Anil Mehta is an Indian cinematographer, film director and writer who predominantly works in Hindi cinema. He is one of the founding members of Indian Society of Cinematographers (ISC).

Early life and education
Anil studied cinematography at the Film and Television Institute of India, Pune in 1986.

Career
Anil initially worked with Ketan Mehta on Holi (1984) and Mirch Masala (1987) while he was a student and went on to assist Barun Mukherjee on television commercials.

He debuted as a cinematographer on a short Indo-German drama film, The Cloud Door (1984).
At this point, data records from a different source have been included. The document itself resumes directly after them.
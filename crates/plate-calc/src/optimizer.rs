//! 印版優化主流程

use chrono::{DateTime, Utc};
use plate_core::{
    OptimizeRequest, OptimizeResponse, OptimizedPlan, OptimizerConfig, PlateError, Result,
};
use plate_solver::{ConstraintSolver, HighsSolver, SolveStatus, SolverParams};
use serde::Serialize;
use std::time::Duration;
use uuid::Uuid;

use crate::{
    incumbent::IncumbentTracker,
    model_builder::PlateModelBuilder,
    seed::{self, SeedGenerator},
};

/// 單次優化的診斷報告
#[derive(Debug, Clone, Serialize)]
#[serde(rename_all = "camelCase")]
pub struct OptimizationReport {
    pub run_id: Uuid,
    pub solved_at: DateTime<Utc>,
    pub status: SolveStatus,
    pub wall_time: Duration,
    pub best_objective_bound: Option<i64>,
    pub best_objective: Option<i64>,
    /// 求解器回報的改善解數量
    pub solutions_seen: usize,
    /// 依序接受的目標值
    pub objective_trace: Vec<i64>,
    pub response: OptimizeResponse,
}

impl OptimizationReport {
    pub fn is_solved(&self) -> bool {
        self.response.is_solved()
    }

    pub fn plan(&self) -> Option<&OptimizedPlan> {
        self.response.plan()
    }

    pub fn into_plan(self) -> Result<OptimizedPlan> {
        match self.response {
            OptimizeResponse::Solved(plan) => Ok(plan),
            OptimizeResponse::Failed(_) => Err(PlateError::NoSolution),
        }
    }
}

/// 印版優化器
pub struct PlateOptimizer<S = HighsSolver> {
    solver: S,
    config: OptimizerConfig,
}

impl PlateOptimizer<HighsSolver> {
    pub fn new(config: OptimizerConfig) -> Self {
        Self::with_solver(HighsSolver::new(), config)
    }
}

impl Default for PlateOptimizer<HighsSolver> {
    fn default() -> Self {
        Self::new(OptimizerConfig::default())
    }
}

impl<S: ConstraintSolver> PlateOptimizer<S> {
    pub fn with_solver(solver: S, config: OptimizerConfig) -> Self {
        Self { solver, config }
    }

    pub fn config(&self) -> &OptimizerConfig {
        &self.config
    }

    pub fn solver(&self) -> &S {
        &self.solver
    }

    pub fn solver_params(&self) -> SolverParams {
        SolverParams::default()
            .with_time_limit(self.config.time_limit)
            .with_random_seed(self.config.random_seed)
            .with_num_workers(self.config.num_workers)
    }

    /// 執行優化
    ///
    /// 請求無效或模型建構失敗時回傳錯誤；找不到解時回傳的報告帶有
    /// `{"error": "No solution found"}` 回應。
    pub fn optimize(&self, request: &OptimizeRequest) -> Result<OptimizationReport> {
        let run_id = Uuid::new_v4();
        let span = tracing::info_span!("optimize_plates", %run_id);
        let _guard = span.enter();

        request.validate()?;

        tracing::info!(
            "開始印版優化：吊牌 {} 筆，印版 {} 張，每版容量 {} ups",
            request.tags.len(),
            request.plate_count,
            request.ups_per_plate
        );

        if let Some(reason) = self.trivially_infeasible(request) {
            tracing::warn!("不需搜尋即可判定無解: {}", reason);
            return Ok(OptimizationReport {
                run_id,
                solved_at: Utc::now(),
                status: SolveStatus::Infeasible,
                wall_time: Duration::ZERO,
                best_objective_bound: None,
                best_objective: None,
                solutions_seen: 0,
                objective_trace: Vec::new(),
                response: OptimizeResponse::error(&PlateError::NoSolution),
            });
        }

        // Step 1: 貪婪初始解
        let seed = if self.config.use_seed_hints {
            let seed = SeedGenerator::new(request.ups_per_plate, request.plate_count)
                .with_qty_divisor(self.config.seed_qty_divisor)
                .generate(&request.tags);
            if !seed::is_within_capacity(&seed, request.ups_per_plate, request.plate_count) {
                tracing::warn!("初始解超出印版容量，僅作為提示使用");
            }
            Some(seed)
        } else {
            None
        };

        // Step 2: 建構模型
        let mut builder =
            PlateModelBuilder::new(&request.tags, request.ups_per_plate, request.plate_count)
                .with_max_sheets(self.config.max_sheets)
                .with_max_product(self.config.max_product);
        if let Some(seed) = seed.as_deref() {
            builder = builder.with_seed(seed);
        }
        let model = builder
            .build()
            .map_err(|e| PlateError::Model(e.to_string()))?;

        // Step 3: 求解，每個改善解回報時即 fold 進追蹤器
        let mut tracker = Some(IncumbentTracker::new(
            &request.tags,
            &model,
            request.ups_per_plate,
            request.plate_count,
        ));
        let outcome = self
            .solver
            .solve(model.mip_model(), &self.solver_params(), &mut |s| {
                tracker = tracker.take().map(|t| t.observe(s));
            })
            .map_err(|e| PlateError::Solver(e.to_string()))?;
        let tracker =
            tracker.ok_or_else(|| PlateError::Solver("最佳解追蹤器遺失".to_string()))?;

        tracing::info!("求解狀態: {}", outcome.status);
        tracing::info!("改善解數量: {}", tracker.observed());
        tracing::info!("耗時: {:.2}s", outcome.wall_time.as_secs_f64());
        tracing::info!("目標下界: {:?}", outcome.best_objective_bound);
        tracing::info!("最佳目標值: {:?}", tracker.best_objective());

        let best_objective = tracker.best_objective();
        let solutions_seen = tracker.observed();
        let objective_trace = tracker.trace().to_vec();
        let response = tracker.into_response();
        if !response.is_solved() {
            tracing::warn!("時限內未找到任何解");
        }

        Ok(OptimizationReport {
            run_id,
            solved_at: Utc::now(),
            status: outcome.status,
            wall_time: outcome.wall_time,
            best_objective_bound: outcome.best_objective_bound,
            best_objective,
            solutions_seen,
            objective_trace,
            response,
        })
    }

    /// 執行優化並只取最佳方案
    pub fn solve(&self, request: &OptimizeRequest) -> Result<OptimizedPlan> {
        self.optimize(request)?.into_plan()
    }

    /// 處理 `POST /optimize-plates` 的 JSON 主體，回傳回應 JSON
    pub fn optimize_json(&self, body: &str) -> String {
        let response = OptimizeRequest::from_json(body)
            .and_then(|request| self.optimize(&request))
            .map(|report| report.response)
            .unwrap_or_else(|err| {
                tracing::warn!("優化請求失敗: {}", err);
                OptimizeResponse::error(&err)
            });
        render(&response)
    }

    /// 不需搜尋即可判定無解的情況
    fn trivially_infeasible(&self, request: &OptimizeRequest) -> Option<String> {
        let slots = request.plate_count as u64 * request.ups_per_plate as u64;
        if request.tags.len() as u64 > slots {
            return Some(format!(
                "吊牌 {} 筆超過可用 ups 總數 {}",
                request.tags.len(),
                slots
            ));
        }

        let max_output = (request.ups_per_plate as u64 * self.config.max_sheets as u64)
            .min(self.config.max_product);
        request.tags.iter().find(|t| t.qty > max_output).map(|t| {
            format!(
                "吊牌 {}/{} 的 QTY {} 超過單版最大產量 {}",
                t.color, t.size, t.qty, max_output
            )
        })
    }
}

/// 以預設配置處理 JSON 請求
pub fn optimize_json(body: &str) -> String {
    PlateOptimizer::<HighsSolver>::default().optimize_json(body)
}

fn render(response: &OptimizeResponse) -> String {
    response.to_json().unwrap_or_else(|err| {
        serde_json::json!({ "error": err.to_string() }).to_string()
    })
}
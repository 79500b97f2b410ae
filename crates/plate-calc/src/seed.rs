//! 貪婪初始解（僅作為求解器的提示值）

use plate_core::{config::DEFAULT_SEED_QTY_DIVISOR, PlateIndex, Tag};

/// 單一吊牌的初始分配
#[derive(Debug, Clone, Copy, PartialEq, Eq)]
pub struct SeedAssignment {
    /// 吊牌在輸入中的原始位置
    pub tag_index: usize,
    pub plate: PlateIndex,
    pub ups: u32,
}

/// 貪婪初始解生成器
///
/// 依 QTY 由大到小逐一放入第一張還有容量的印版；全部印版都滿時
/// 以輪轉方式指定印版並允許超出容量，因此結果不保證可行。
#[derive(Debug, Clone)]
pub struct SeedGenerator {
    ups_per_plate: u32,
    plate_count: u32,
    qty_divisor: u64,
}

impl SeedGenerator {
    pub fn new(ups_per_plate: u32, plate_count: u32) -> Self {
        Self {
            ups_per_plate,
            plate_count,
            qty_divisor: DEFAULT_SEED_QTY_DIVISOR,
        }
    }

    /// 設置 ups 猜測值的除數（QTY / 除數）
    pub fn with_qty_divisor(mut self, divisor: u64) -> Self {
        self.qty_divisor = divisor.max(1);
        self
    }

    /// 依 QTY 粗估 ups，限制在 [1, 容量]
    pub fn guess_ups(&self, qty: u64) -> u32 {
        let guess = (qty / self.qty_divisor).min(self.ups_per_plate as u64) as u32;
        guess.max(1)
    }

    /// 產生初始解，順序為放置順序（QTY 由大到小，相同 QTY 保持輸入順序）
    pub fn generate(&self, tags: &[Tag]) -> Vec<SeedAssignment> {
        let plate_count = self.plate_count as usize;
        if plate_count == 0 {
            return Vec::new();
        }

        let mut order: Vec<usize> = (0..tags.len()).collect();
        order.sort_by(|&a, &b| tags[b].qty.cmp(&tags[a].qty));

        let mut used = vec![0u64; plate_count];
        let mut overflow = 0usize;
        let capacity = self.ups_per_plate as u64;

        order
            .into_iter()
            .map(|tag_index| {
                let ups = self.guess_ups(tags[tag_index].qty);
                let plate = match used.iter().position(|&u| u + ups as u64 <= capacity) {
                    Some(p) => p,
                    None => {
                        let p = overflow % plate_count;
                        overflow += 1;
                        p
                    }
                };
                used[plate] += ups as u64;
                SeedAssignment {
                    tag_index,
                    plate: PlateIndex::new(plate),
                    ups,
                }
            })
            .collect()
    }
}

/// 各印版在初始解中的 ups 用量
pub fn plate_loads(seed: &[SeedAssignment], plate_count: u32) -> Vec<u64> {
    let mut loads = vec![0u64; plate_count as usize];
    for entry in seed {
        if let Some(load) = loads.get_mut(entry.plate.get()) {
            *load += entry.ups as u64;
        }
    }
    loads
}

/// 初始解是否滿足容量限制
pub fn is_within_capacity(seed: &[SeedAssignment], ups_per_plate: u32, plate_count: u32) -> bool {
    plate_loads(seed, plate_count)
        .into_iter()
        .all(|load| load <= ups_per_plate as u64)
}

#[cfg(test)]
mod tests {
    use super::*;
    use proptest::prelude::*;
    use rstest::rstest;

    fn tags(qtys: &[u64]) -> Vec<Tag> {
        qtys.iter()
            .enumerate()
            .map(|(i, &q)| Tag::new(format!("C{}", i), "M", q))
            .collect()
    }

    #[rstest]
    #[case(0, 1)]
    #[case(999, 1)]
    #[case(1000, 1)]
    #[case(2999, 2)]
    #[case(15_000, 15)]
    #[case(80_000, 20)]
    fn test_guess_ups(#[case] qty: u64, #[case] expected: u32) {
        let generator = SeedGenerator::new(20, 3);
        assert_eq!(generator.guess_ups(qty), expected);
    }

    #[test]
    fn test_sorted_by_qty_descending_with_input_index() {
        let input = tags(&[60, 1412, 96, 1412, 72]);
        let seed = SeedGenerator::new(20, 3).generate(&input);

        let order: Vec<usize> = seed.iter().map(|s| s.tag_index).collect();
        // 相同 QTY 保持輸入順序
        assert_eq!(order, vec![1, 3, 2, 4, 0]);
        assert_eq!(seed[0].ups, 1);
    }

    #[test]
    fn test_first_fit_fills_first_plate() {
        let input = tags(&[5000, 4000, 3000]);
        let seed = SeedGenerator::new(10, 2).generate(&input);

        // 5 + 4 <= 10 → A；3 放不下 → B
        let plates: Vec<usize> = seed.iter().map(|s| s.plate.get()).collect();
        assert_eq!(plates, vec![0, 0, 1]);
        assert!(is_within_capacity(&seed, 10, 2));
    }

    #[test]
    fn test_overflow_round_robin() {
        let input = tags(&[2000, 2000, 2000, 2000, 2000]);
        let seed = SeedGenerator::new(2, 2).generate(&input);

        let plates: Vec<usize> = seed.iter().map(|s| s.plate.get()).collect();
        // 兩張印版各放一個後，其餘輪轉放置
        assert_eq!(plates, vec![0, 1, 0, 1, 0]);
        assert_eq!(plate_loads(&seed, 2), vec![6, 4]);
        assert!(!is_within_capacity(&seed, 2, 2));
    }

    #[test]
    fn test_custom_divisor() {
        let generator = SeedGenerator::new(20, 1).with_qty_divisor(10);
        assert_eq!(generator.guess_ups(96), 9);
        assert_eq!(SeedGenerator::new(20, 1).with_qty_divisor(0).guess_ups(7), 7);
    }

    proptest! {
        #[test]
        fn prop_every_tag_seeded_once(
            qtys in prop::collection::vec(0u64..50_000, 1..40),
            ups in 1u32..30,
            plates in 1u32..6,
        ) {
            let input = tags(&qtys);
            let seed = SeedGenerator::new(ups, plates).generate(&input);

            prop_assert_eq!(seed.len(), input.len());
            let mut seen: Vec<usize> = seed.iter().map(|s| s.tag_index).collect();
            seen.sort_unstable();
            prop_assert_eq!(seen, (0..input.len()).collect::<Vec<_>>());

            for entry in &seed {
                prop_assert!(entry.ups >= 1 && entry.ups <= ups);
                prop_assert!(entry.plate.get() < plates as usize);
            }
            prop_assert!(seed.windows(2).all(|w| input[w[0].tag_index].qty >= input[w[1].tag_index].qty));
        }

        #[test]
        fn prop_within_capacity_when_slots_suffice(
            qtys in prop::collection::vec(0u64..999, 1..10),
            plates in 1u32..4,
        ) {
            // 每個吊牌 ups 猜測為 1，總數不超過容量時必定可行
            let ups = qtys.len() as u32;
            let input = tags(&qtys);
            let seed = SeedGenerator::new(ups, plates).generate(&input);
            prop_assert!(is_within_capacity(&seed, ups, plates));
        }
    }
}
impl LinearConstraint {
    pub fn le(expr: LinearExpr, rhs: i64) -> Self {
        Self::new(expr, Comparison::Le, rhs)
    }

    pub fn ge(expr: LinearExpr, rhs: i64) -> Self {
        Self::new(expr, Comparison::Ge, rhs)
    }

    pub fn eq(expr: LinearExpr, rhs: i64) -> Self {
        Self::new(expr, Comparison::Eq, rhs)
    }

    fn new(expr: LinearExpr, cmp: Comparison, rhs: i64) -> Self {
        Self { expr, cmp, rhs }
    }

    /// 在完整賦值下是否成立
    pub fn is_satisfied(&self, values: &[i64]) -> bool {
        let lhs = self.expr.eval(values);
        match self.cmp {
            Comparison::Le => lhs <= self.rhs,
            Comparison::Ge => lhs >= self.rhs,
            Comparison::Eq => lhs == self.rhs,
        }
    }
}

/// 整數變數的取值展開：`var == v` ⇔ `literal(v)` 為真
#[derive(Debug, Clone, PartialEq, Eq)]
pub struct OneHot {
    lo: i64,
    literals: Vec<BoolVar>,
}

impl OneHot {
    /// 對應取值 `value` 的布林變數
    pub fn literal(&self, value: i64) -> Option<BoolVar> {
        let offset = usize::try_from(value.checked_sub(self.lo)?).ok()?;
        self.literals.get(offset).copied()
    }

    /// 依取值遞增列出 (值, 布林變數)
    pub fn iter(&self) -> impl Iterator<Item = (i64, BoolVar)> + '_ {
        self.literals
            .iter()
            .enumerate()
            .map(|(k, &b)| (self.lo + k as i64, b))
    }

    pub fn len(&self) -> usize {
        self.literals.len()
    }

    pub fn is_empty(&self) -> bool {
        self.literals.is_empty()
    }
}

/// 整數線性模型
#[derive(Debug, Clone, Default, Serialize, Deserialize)]
pub struct MipModel {
    vars: Vec<VarInfo>,
    constraints: Vec<LinearConstraint>,
    objective: Option<LinearExpr>,
    hints: Vec<(IntVar, i64)>,
}

impl MipModel {
    pub fn new() -> Self {
        Self::default()
    }

    /// 新增整數變數，定義域 [lo, hi]
    pub fn new_int_var(
        &mut self,
        lo: i64,
        hi: i64,
        name: impl Into<String>,
    ) -> Result<IntVar, ModelError> {
        let name = name.into();
        if lo > hi {
            return Err(ModelError::EmptyDomain { name, lo, hi });
        }
        self.vars.push(VarInfo { name, lo, hi });
        Ok(IntVar(self.vars.len() - 1))
    }

    /// 新增布林變數
    pub fn new_bool_var(&mut self, name: impl Into<String>) -> BoolVar {
        self.vars.push(VarInfo {
            name: name.into(),
            lo: 0,
            hi: 1,
        });
        BoolVar(IntVar(self.vars.len() - 1))
    }

    /// 新增線性約束
    pub fn add_linear(&mut self, constraint: LinearConstraint) -> Result<(), ModelError> {
        for var in constraint.expr.vars() {
            self.ensure_var(var)?;
        }
        self.constraints.push(constraint);
        Ok(())
    }

    /// 恰有一個布林變數為真
    pub fn add_exactly_one<I>(&mut self, literals: I) -> Result<(), ModelError>
    where
        I: IntoIterator<Item = BoolVar>,
    {
        self.add_linear(LinearConstraint::eq(LinearExpr::sum(literals), 1))
    }

    /// `target == x × b`，`b` 為布林變數
    ///
    /// 以 `x` 的上界 M 線性化：
    /// `target <= M·b`、`target <= x`、`target >= x - M·(1 - b)`、`target >= 0`。
    pub fn add_binary_product(
        &mut self,
        target: IntVar,
        x: IntVar,
        b: BoolVar,
    ) -> Result<(), ModelError> {
        self.ensure_bool(b)?;
        for var in [target, x] {
            let info = self.ensure_var(var)?;
            if info.lo < 0 {
                return Err(ModelError::NegativeProductDomain(info.name.clone()));
            }
        }
        let big_m = self.vars[x.index()].hi;

        self.add_linear(LinearConstraint::le(
            LinearExpr::new().term(target, 1).term(b, -big_m),
            0,
        ))?;
        self.add_linear(LinearConstraint::le(
            LinearExpr::new().term(target, 1).term(x, -1),
            0,
        ))?;
        self.add_linear(LinearConstraint::ge(
            LinearExpr::new().term(target, 1).term(x, -1).term(b, -big_m),
            -big_m,
        ))
    }

    /// 將 `var` 的每個取值展開成布林變數：恰一為真，且 `var == Σ v·literal(v)`
    pub fn add_one_hot(&mut self, var: IntVar) -> Result<OneHot, ModelError> {
        let info = self.ensure_var(var)?.clone();
        let width = info.hi - info.lo + 1;
        if width > MAX_ONE_HOT_VALUES {
            return Err(ModelError::DomainTooWide {
                name: info.name,
                width,
            });
        }

        let literals: Vec<BoolVar> = (info.lo..=info.hi)
            .map(|v| self.new_bool_var(format!("{}_is_{}", info.name, v)))
            .collect();
        self.add_exactly_one(literals.iter().copied())?;

        let mut link = LinearExpr::new().term(var, 1);
        for (v, &b) in (info.lo..=info.hi).zip(&literals) {
            if v != 0 {
                link.add_term(b, -v);
            }
        }
        self.add_linear(LinearConstraint::eq(link, 0))?;

        Ok(OneHot {
            lo: info.lo,
            literals,
        })
    }

    /// 設置最小化目標
    pub fn minimize(&mut self, expr: LinearExpr) -> Result<(), ModelError> {
        for var in expr.vars() {
            self.ensure_var(var)?;
        }
        self.objective = Some(expr);
        Ok(())
    }

    /// 加入提示值（不要求可行，只作為暖啟動）；同一變數以最後一次為準
    pub fn add_hint(&mut self, var: impl Into<IntVar>, value: i64) -> Result<(), ModelError> {
        let var = var.into();
        self.ensure_var(var)?;
        self.hints.push((var, value));
        Ok(())
    }

    /// 以完整賦值為所有變數加入提示值
    pub fn add_complete_hint(&mut self, values: &[i64]) -> Result<(), ModelError> {
        if values.len() != self.vars.len() {
            return Err(ModelError::WrongArity {
                expected: self.vars.len(),
                actual: values.len(),
            });
        }
        self.hints
            .extend(values.iter().enumerate().map(|(i, &v)| (IntVar(i), v)));
        Ok(())
    }

    pub fn num_vars(&self) -> usize {
        self.vars.len()
    }

    pub fn num_constraints(&self) -> usize {
        self.constraints.len()
    }

    pub fn var(&self, var: impl Into<IntVar>) -> &VarInfo {
        &self.vars[var.into().index()]
    }

    pub fn vars(&self) -> &[VarInfo] {
        &self.vars
    }

    pub fn constraints(&self) -> &[LinearConstraint] {
        &self.constraints
    }

    pub fn objective(&self) -> Option<&LinearExpr> {
        self.objective.as_ref()
    }

    pub fn hints(&self) -> &[(IntVar, i64)] {
        &self.hints
    }

    /// 所有變數皆有提示值時回傳完整賦值
    pub fn complete_hint(&self) -> Option<Vec<i64>> {
        let mut values = vec![None; self.vars.len()];
        for &(var, value) in &self.hints {
            values[var.index()] = Some(value);
        }
        values.into_iter().collect()
    }

    /// 目標值（無目標時為 0）
    pub fn objective_value(&self, values: &[i64]) -> i64 {
        self.objective.as_ref().map_or(0, |obj| obj.eval(values))
    }

    /// 檢查完整賦值是否滿足所有定義域與約束
    pub fn check(&self, values: &[i64]) -> Result<(), ModelError> {
        if values.len() != self.vars.len() {
            return Err(ModelError::WrongArity {
                expected: self.vars.len(),
                actual: values.len(),
            });
        }
        for (info, &value) in self.vars.iter().zip(values) {
            if value < info.lo || value > info.hi {
                return Err(ModelError::ValueOutOfDomain {
                    name: info.name.clone(),
                    value,
                });
            }
        }
        match self
            .constraints
            .iter()
            .position(|c| !c.is_satisfied(values))
        {
            Some(index) => Err(ModelError::ConstraintViolated(index)),
            None => Ok(()),
        }
    }

    fn ensure_var(&self, var: IntVar) -> Result<&VarInfo, ModelError> {
        self.vars
            .get(var.index())
            .ok_or(ModelError::UnknownVariable(var.index()))
    }

    fn ensure_bool(&self, lit: BoolVar) -> Result<(), ModelError> {
        let info = self.ensure_var(lit.as_int())?;
        if info.lo < 0 || info.hi > 1 {
            return Err(ModelError::NotBoolean(info.name.clone()));
        }
        Ok(())
    }
}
His first full length film was Khamoshi: The Musical (1996), which was also Sanjay Leela Bhansali's directorial debut.

In 1999, he won the National Film Award for Best Cinematography for his work in Hum Dil De Chuke Sanam (1999) and later worked in Lagaan (2001), which was one of the most expensive Indian films at that time.

Early 2000s and present 
He also worked on Kal Ho Naa Ho (2003), Veer-Zaara (2004), Kabhi Alvida Naa Kehna (2006) and Ae Dil Hai Mushkil (2016).

Mehta's first feature film, Aaja Nachle, was produced by Yash Raj Films which released on 30 November 2007. the film stars Madhuri Dixit (her comeback film), Konkona Sen Sharma, Akshaye Khanna and Kunal Kapoor.

Filmography

Writer 
 Agni Varsha (2002)

Director 
 Aaja Nachle (2007)

References

External links
 
 Interview by Rediff

Hindi-language film directors
Indian male screenwriters
Film and Television Institute of India alumni
Hindi film cinematographers
Living people
Best Cinematography National Film Award winners
Year of birth missing (living people)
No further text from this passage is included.